*** Source information ***

/// Returns a fully-commented stock `config.toml` with all keys and explanations.
///
/// Used by the `gen-config` CLI command.
pub fn stock_config_toml() -> &'static str {
    r##"# IIIF Image Service Configuration
# ================================
# All settings are optional. Remove or comment out any you don't need.
# Values shown below are the defaults.
#
# Only the keys you want to override are needed.
# Unknown keys will cause an error.

# ---------------------------------------------------------------------------
# Compliance level
# ---------------------------------------------------------------------------
[level]
# Built-in IIIF Image API 2.1 level: level0, level1 or level2.
compliance = "level2"

# Path to a custom capability table (JSON). When set, `compliance` is ignored
# and the level is named after the file stem.
# spec = "levels/custom.json"

# ---------------------------------------------------------------------------
# Graphics
# ---------------------------------------------------------------------------
[graphics]
# Image backend. Only "rust" (pure Rust, statically linked) is available.
backend = "rust"

# JPEG encoding quality (1 = worst, 100 = best).
jpeg_quality = 90

# Largest derivative the backend will render. Requests for a bigger output
# fail before the source is decoded. `iiif-image info` reports them.
max_width = 16384
max_height = 16384
max_area = 100000000

# ---------------------------------------------------------------------------
# Source images
# ---------------------------------------------------------------------------
[source]
# Identifiers are relative paths under this directory.
root = "images"

# ---------------------------------------------------------------------------
# Caches
# ---------------------------------------------------------------------------
[cache]
# Cache writes waiting to be stored, per cache. When the queue is full new
# writes are dropped (and logged); requests are never slowed down.
queue_capacity = 64

# Original source bytes, keyed by identifier.
[cache.source]
# none, memory or disk
kind = "none"
# Directory for the disk cache.
root = "cache/source"
# Entry limit for the memory cache (oldest evicted first).
max_entries = 64

# Rendered derivatives, keyed by canonical request URI.
[cache.derivatives]
kind = "none"
root = "cache/derivatives"
max_entries = 256

# ---------------------------------------------------------------------------
# Processing
# ---------------------------------------------------------------------------
[processing]
# Maximum parallel image-processing workers (tile seeding).
# Omit or comment out to auto-detect (= number of CPU cores).
# max_processes = 4
"##
}

#[cfg(test)]
mod tests {
    use super::*;
    use tempfile::TempDir;

    #[test]
    fn default_config_values() {
        let config = Config::default();
        assert_eq!(config.level.compliance, "level2");
        assert_eq!(config.level.spec, None);
        assert_eq!(config.graphics.backend, BackendKind::Rust);
        assert_eq!(config.graphics.jpeg_quality, 90);
        assert_eq!(config.source.root, PathBuf::from("images"));
        assert_eq!(config.cache.queue_capacity, 64);
        assert_eq!(config.cache.source.kind, CacheKind::None);
        assert_eq!(config.cache.derivatives.max_entries, 256);
    }

    #[test]
    fn default_config_is_valid() {
        assert!(Config::default().validate().is_ok());
    }

    #[test]
    fn parse_partial_config() {
        let toml = r#"
[cache.derivatives]
kind = "disk"
root = "/var/cache/iiif"
"#;
        let config: Config = toml::from_str(toml).unwrap();
        // Overridden values
        assert_eq!(config.cache.derivatives.kind, CacheKind::Disk);
        assert_eq!(config.cache.derivatives.root, PathBuf::from("/var/cache/iiif"));
        // Defaults preserved
        assert_eq!(config.cache.derivatives.max_entries, 64);
        assert_eq!(config.graphics.jpeg_quality, 90);
    }

    #[test]
    fn unknown_keys_rejected() {
        let result: Result<Config, _> = toml::from_str("[graphics]\nqualty = 80\n");
        assert!(result.is_err());
    }

    #[test]
    fn unknown_backend_rejected() {
        let result: Result<Config, _> = toml::from_str("[graphics]\nbackend = \"magick\"\n");
        assert!(result.is_err());
    }

    #[test]
    fn unknown_cache_kind_rejected() {
        let result: Result<Config, _> = toml::from_str("[cache.source]\nkind = \"redis\"\n");
        assert!(result.is_err());
    }

    // =========================================================================
    // merge_toml tests
    // =========================================================================

    #[test]
    fn merge_overrides_nested_keys_only() {
        let base = stock_defaults_value();
        let overlay: toml::Value = toml::from_str("[cache.source]\nkind = \"memory\"\n").unwrap();
        let config: Config = merge_toml(base, overlay).try_into().unwrap();

        assert_eq!(config.cache.source.kind, CacheKind::Memory);
        // Sibling keys survive from the stock layer.
        assert_eq!(config.cache.source.root, PathBuf::from("cache/source"));
        assert_eq!(config.cache.source.max_entries, 64);
    }

    #[test]
    fn merge_replaces_scalars() {
        let base: toml::Value = toml::from_str("a = 1\nb = 2").unwrap();
        let overlay: toml::Value = toml::from_str("b = 3").unwrap();
        let merged = merge_toml(base, overlay);
        assert_eq!(merged["a"].as_integer(), Some(1));
        assert_eq!(merged["b"].as_integer(), Some(3));
    }

    // =========================================================================
    // load_config tests
    // =========================================================================

    #[test]
    fn load_config_returns_default_when_no_file() {
        let tmp = TempDir::new().unwrap();
        let config = load_config(tmp.path()).unwrap();
        assert_eq!(config, Config::default());
    }

    #[test]
    fn load_config_reads_file() {
        let tmp = TempDir::new().unwrap();
        fs::write(
            tmp.path().join("config.toml"),
            r#"
[level]
compliance = "1"

[graphics]
jpeg_quality = 75

[source]
root = "/srv/images"
"#,
        )
        .unwrap();

        let config = load_config(tmp.path()).unwrap();
        assert_eq!(config.level.compliance, "1");
        assert_eq!(config.graphics.jpeg_quality, 75);
        assert_eq!(config.source.root, PathBuf::from("/srv/images"));
        // Unspecified values should be defaults
        assert_eq!(config.cache.queue_capacity, 64);
    }

    #[test]
    fn load_config_invalid_toml_is_error() {
        let tmp = TempDir::new().unwrap();
        fs::write(tmp.path().join("config.toml"), "this is not valid toml [[[").unwrap();

        let result = load_config(tmp.path());
        assert!(matches!(result, Err(ConfigError::Toml(_))));
    }

    #[test]
    fn load_config_unknown_backend_is_error() {
        let tmp = TempDir::new().unwrap();
        fs::write(
            tmp.path().join("config.toml"),
            "[graphics]\nbackend = \"vips\"\n",
        )
        .unwrap();

        assert!(matches!(load_config(tmp.path()), Err(ConfigError::Toml(_))));
    }

    // =========================================================================
    // Validation tests
    // =========================================================================

    fn invalid(mutate: impl FnOnce(&mut Config)) -> String {
        let mut config = Config::default();
        mutate(&mut config);
        match config.validate() {
            Err(ConfigError::Validation(msg)) => msg,
            other => panic!("expected validation error, got {other:?}"),
        }
    }

    #[test]
    fn validate_rejects_unknown_level() {
        assert!(invalid(|c| c.level.compliance = "level3".into()).contains("level.compliance"));
    }

    #[test]
    fn validate_skips_level_name_with_custom_spec() {
        let mut config = Config::default();
        config.level.compliance = "ignored".into();
        config.level.spec = Some(PathBuf::from("custom.json"));
        assert!(config.validate().is_ok());
    }

    #[test]
    fn validate_jpeg_quality_range() {
        assert!(invalid(|c| c.graphics.jpeg_quality = 0).contains("jpeg_quality"));
        assert!(invalid(|c| c.graphics.jpeg_quality = 101).contains("jpeg_quality"));
    }

    #[test]
    fn validate_output_limits_non_zero() {
        assert!(invalid(|c| c.graphics.max_width = 0).contains("max_width"));
        assert!(invalid(|c| c.graphics.max_area = 0).contains("max_area"));
    }

    #[test]
    fn graphics_limits_from_toml() {
        let config: Config =
            toml::from_str("[graphics]\nmax_width = 800\nmax_area = 480000\n").unwrap();
        assert_eq!(
            config.graphics.output_limits(),
            OutputLimits {
                max_width: 800,
                max_height: OutputLimits::DEFAULT_MAX_SIDE,
                max_area: 480_000,
            }
        );
    }

    #[test]
    fn validate_queue_capacity() {
        assert!(invalid(|c| c.cache.queue_capacity = 0).contains("queue_capacity"));
    }

    #[test]
    fn validate_memory_cache_needs_entries() {
        let msg = invalid(|c| {
            c.cache.derivatives.kind = CacheKind::Memory;
            c.cache.derivatives.max_entries = 0;
        });
        assert!(msg.contains("cache.derivatives.max_entries"));
    }

    #[test]
    fn validate_max_processes_non_zero() {
        assert!(invalid(|c| c.processing.max_processes = Some(0)).contains("max_processes"));
    }

    #[test]
    fn level_config_resolves_builtin() {
        let level = LevelConfig {
            compliance: "0".into(),
            spec: None,
        }
        .resolve()
        .unwrap();
        assert_eq!(level.name(), "level0");
    }

    // =========================================================================
    // Stock config
    // =========================================================================

    #[test]
    fn stock_config_toml_matches_defaults() {
        let config: Config = toml::from_str(stock_config_toml()).unwrap();
        assert_eq!(config, Config::default());
    }

    // =========================================================================
    // Processing config tests
    // =========================================================================

    #[test]
    fn default_processing_config() {
        let config = ProcessingConfig::default();
        assert_eq!(config.max_processes, None);
    }

    #[test]
    fn effective_threads_auto() {
        let config = ProcessingConfig {
            max_processes: None,
        };
        let threads = effective_threads(&config);
        let cores = std::thread::available_parallelism()
            .map(|n| n.get())
            .unwrap_or(1);
        assert_eq!(threads, cores);
    }

    #[test]
    fn effective_threads_clamped_to_cores() {
        let config = ProcessingConfig {
            max_processes: Some(99999),
        };
        let threads = effective_threads(&config);
        let cores = std::thread::available_parallelism()
            .map(|n| n.get())
            .unwrap_or(1);
        assert_eq!(threads, cores);
    }

    #[test]
    fn effective_threads_user_constrains_down() {
        let config = ProcessingConfig {
            max_processes: Some(1),
        };
        assert_eq!(effective_threads(&config), 1);
    }
}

*** End of Source information ***

The problem -
Search the entries for the word "merged" and pick out every line that holds it.

Exercise answer -
        let merged = merge_toml(base, overlay);
        assert_eq!(merged["a"].as_integer(), Some(1));
        assert_eq!(merged["b"].as_integer(), Some(3));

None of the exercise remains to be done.